By Consumers For Quality Care, on June 19, 2019
As a Type 1 diabetic, Sharon Pennock needs insulin to live. Recently, her physician decided that her insulin prescription needed to be adjusted; she needed one more vial per month than her previous prescription allotted, KYW reports. When Pennock went to pick up the medicine at a Philadelphia-area pharmacy, she was shocked by what happened next.
[W]hen she went to fill her new prescription at her Broomall CVS, it was denied. She was told “that it exceeded the amount of money for that month or something along those lines.”
Pennock knew that going without insulin was not an option. Thinking on her feet, she requested to re-fill her old prescription instead, and hoped it would buy her enough time to straighten out the situation.
“I had to come up with this solution, even for this pharmacist. They did not suggest that to me. They were just like, ‘Sorry. Insurance said no,'” Pennock said.
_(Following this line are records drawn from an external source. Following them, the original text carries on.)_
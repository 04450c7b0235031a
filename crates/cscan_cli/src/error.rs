//! Error types for the cscan CLI.
//!
//! Scanning itself never fails; everything here comes from reading input,
//! loading configuration, or writing output.

use cscan_options::OptionsError;
use miette::Diagnostic;
use std::io;
use std::path::PathBuf;
use thiserror::Error;

/// Main error type for the cscan CLI.
#[derive(Debug, Error, Diagnostic)]
pub enum CliError {
    #[error("failed to read input '{}'", path.display())]
    #[diagnostic(
        code(cscan::read_input),
        help("check that the file exists and is readable")
    )]
    ReadInput {
        path: PathBuf,
        #[source]
        source: io::Error,
    },

    #[error("failed to read standard input")]
    #[diagnostic(code(cscan::read_stdin))]
    ReadStdin(#[source] io::Error),

    #[error("configuration error")]
    #[diagnostic(
        code(cscan::config),
        help("run `cscan --init` to generate a valid cscan.json")
    )]
    Config(#[from] OptionsError),

    #[error("'{}' already exists", path.display())]
    #[diagnostic(code(cscan::init_exists), help("edit the existing file instead"))]
    ConfigExists { path: PathBuf },

    #[error("failed to write '{}'", path.display())]
    #[diagnostic(code(cscan::write_file))]
    WriteFile {
        path: PathBuf,
        #[source]
        source: io::Error,
    },

    #[error("failed to serialize JSON")]
    #[diagnostic(code(cscan::json))]
    Json(#[from] serde_json::Error),

    #[error("failed to write output")]
    #[diagnostic(code(cscan::output))]
    Output(#[from] io::Error),

    #[error("failed to initialize logging: {0}")]
    #[diagnostic(code(cscan::logging))]
    Logging(String),
}

/// Result type alias using CliError.
pub type Result<T> = std::result::Result<T, CliError>;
Unfortunately, Pennock’s experience is not uncommon, according to the medical director at the Abington Diabetes Center, Dr. Daniel Rosenberg. He says that he spends a lot of time negotiating with insurance companies in order to get his patients the coverage they need.
Rosenberg says that he is frustrated that while he can do his best to prescribe what his patients need, insurance companies can undercut his care.
“There’s no reason that an insurance company should override the decision that my doctor made about what I need to stay alive, and that’s what insulin is for a Type 1 diabetic,” Pennock said.
After receiving multiple calls from KYW, Pennock’s insurance company, MedTrak, agreed to cover the new prescription. A representative from the insurer said that consumers facing denials at the pharmacy for life-sustaining medications should always have the pharmacist call and request an immediate override.